Kaun Sachcha Kaun Jhootha 1996

Viju Shah 
Kumar Sanu has rendered his voice for some of Viju Shah's greatest compositions. Vishwatma (1992), Mohra (1994), Tere Mere Sapne (1996), Gupt (1997), Aar Ya Paar (1997),  Beti No. 1 (1999), Bulandi (2000), Pyaar Ishq Aur Mohabbat (2001) and  Kasam (2001) are some of their notable albums. Ravan Raaj: A True Story

Anand–Milind 
Kumar Sanu has recorded over 150 songs with Anand–Milind. Breaking away from his romantic image, he has sung peppy numbers for the duo, his most famous ones being for actor Govinda. He worked with the duo and successfully delivered hits such as Trinetra (1991), Jigar (1992), Bol Radha Bol (1992), Insaniyat Ke Devta (1992), Ek Ladka Ek Ladki (1992), Suryavanshi (1992), Hasti (1992), Giraft (1992), Platform (1992), Raja Babu (1994), Suhaag (1994), Jai Kishan (1994), Coolie No 1 (1995), Hero No. 1 (1997), Gair (1998), Chal Mere Bhai (2000), Army (1996), Lootere (1993), Gopi Kishan (1994) and Rakshak (1996).

Other work 
Sanu has released albums of Kishore Kumar's songs including Kishore Ki Yaadein, a collection early in his career. Then came the Yaadein series where he sang many of the songs of Kishore Kumar along with singers Abhijeet Bhattacharya and Vinod Rathod.

Sanu has composed music for various Indian films. Utthaan and Yeh Sunday Kyun Aata Hai are most remarkable among them.
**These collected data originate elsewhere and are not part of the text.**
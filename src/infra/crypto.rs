use aes_gcm::{
    Aes256Gcm, Nonce,
    aead::{Aead, KeyInit},
};
use base64::{Engine as _, engine::general_purpose};
use hmac::{Hmac, Mac};
use sha2::Sha256;

use super::InfraError;
use crate::app_error::{AppError, AppResult};

const NONCE_LEN: usize = 12;

/// AES-256-GCM cipher for billing credentials at rest. Gateway tokens are
/// never stored in the clear and never appear in logs.
#[derive(Clone)]
pub struct SecretCipher {
    key: aes_gcm::Key<Aes256Gcm>,
    hmac_key: Vec<u8>,
}

impl SecretCipher {
    pub fn from_env() -> Result<Self, InfraError> {
        let key_b64 =
            std::env::var("BILLING_SECRET_KEY").map_err(|_| InfraError::ConfigMissing {
                var: "BILLING_SECRET_KEY",
            })?;
        Self::new_from_base64(&key_b64).map_err(InfraError::CipherInit)
    }

    pub fn new_from_base64(key_b64: &str) -> AppResult<Self> {
        let raw = general_purpose::STANDARD
            .decode(key_b64.as_bytes())
            .map_err(|e| AppError::Internal(format!("Invalid BILLING_SECRET_KEY: {e}")))?;
        if raw.len() != 32 {
            return Err(AppError::Internal(
                "BILLING_SECRET_KEY must decode to 32 bytes".into(),
            ));
        }
        let mut key_bytes = [0u8; 32];
        key_bytes.copy_from_slice(&raw);
        let key = aes_gcm::Key::<Aes256Gcm>::from_slice(&key_bytes);
        Ok(Self {
            key: *key,
            hmac_key: raw,
        })
    }

    #[cfg(test)]
    pub fn for_tests() -> Self {
        let key_b64 = general_purpose::STANDARD.encode([42u8; 32]);
        Self::new_from_base64(&key_b64).expect("static test key")
    }

    pub fn encrypt(&self, plaintext: &str) -> AppResult<String> {
        let cipher = Aes256Gcm::new(&self.key);
        let nonce_bytes = rand::random::<[u8; NONCE_LEN]>();
        let nonce = Nonce::from_slice(&nonce_bytes);
        let mut buffer = Vec::with_capacity(NONCE_LEN + plaintext.len() + 16);
        buffer.extend_from_slice(nonce);
        let ciphertext = cipher
            .encrypt(nonce, plaintext.as_bytes())
            .map_err(|e| AppError::Internal(format!("encrypt failed: {e}")))?;
        buffer.extend_from_slice(&ciphertext);
        Ok(general_purpose::STANDARD.encode(buffer))
    }

    pub fn decrypt(&self, data_b64: &str) -> AppResult<String> {
        let data = general_purpose::STANDARD
            .decode(data_b64.as_bytes())
            .map_err(|e| AppError::Internal(format!("decrypt decode failed: {e}")))?;
        if data.len() <= NONCE_LEN {
            return Err(AppError::Internal("ciphertext too short".into()));
        }
        let (nonce_bytes, cipher_bytes) = data.split_at(NONCE_LEN);
        let nonce = Nonce::from_slice(nonce_bytes);
        let cipher = Aes256Gcm::new(&self.key);
        let plaintext = cipher
            .decrypt(nonce, cipher_bytes)
            .map_err(|e| AppError::Internal(format!("decrypt failed: {e}")))?;
        String::from_utf8(plaintext).map_err(|e| AppError::Internal(e.to_string()))
    }

    /// Stable keyed fingerprint for log correlation without exposing the
    /// underlying token.
    pub fn fingerprint(&self, value: &str) -> String {
        let mut mac = <Hmac<Sha256> as Mac>::new_from_slice(&self.hmac_key).expect("hmac key");
        mac.update(value.as_bytes());
        let result = mac.finalize().into_bytes();
        hex::encode(result)
    }
}

#[cfg(test)]
mod tests {
    use super::*;

    #[test]
    fn round_trip() {
        let cipher = SecretCipher::for_tests();
        let ct = cipher.encrypt("tok_secret_12345").unwrap();
        assert!(!ct.contains("tok_secret"));
        assert_eq!(cipher.decrypt(&ct).unwrap(), "tok_secret_12345");
    }

    #[test]
    fn nonce_makes_ciphertexts_differ() {
        let cipher = SecretCipher::for_tests();
        let a = cipher.encrypt("same").unwrap();
        let b = cipher.encrypt("same").unwrap();
        assert_ne!(a, b);
    }

    #[test]
    fn fingerprint_is_deterministic() {
        let cipher = SecretCipher::for_tests();
        assert_eq!(cipher.fingerprint("tok_1"), cipher.fingerprint("tok_1"));
        assert_ne!(cipher.fingerprint("tok_1"), cipher.fingerprint("tok_2"));
    }

    #[test]
    fn rejects_short_keys() {
        let short = general_purpose::STANDARD.encode([1u8; 16]);
        assert!(SecretCipher::new_from_base64(&short).is_err());
    }
}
Lata Mangeshkar, Asha Bhosle, Kavita Krishnamurthy, Anuradha Paudwal, Sapna Mukherjee, Alka Yagnik, Sonu Nigam, Sadhana Sargam, Sudesh Bhonsle, Shaan, Shreya Ghosal, Hema Sardesai, Sunidhi Chauhan and many more lent their voices for his music. "Yeh Kaisa Utthhan Hai" (sung by Asha Bhosle and Sonu Nigam in two different versions) and "Jisne Sapna Dekha" (sung by Sanu himself) are critically acclaimed. He sang the title song for the TV show Yeh Duniyan Gazab Ki, with singer Udit Narayan.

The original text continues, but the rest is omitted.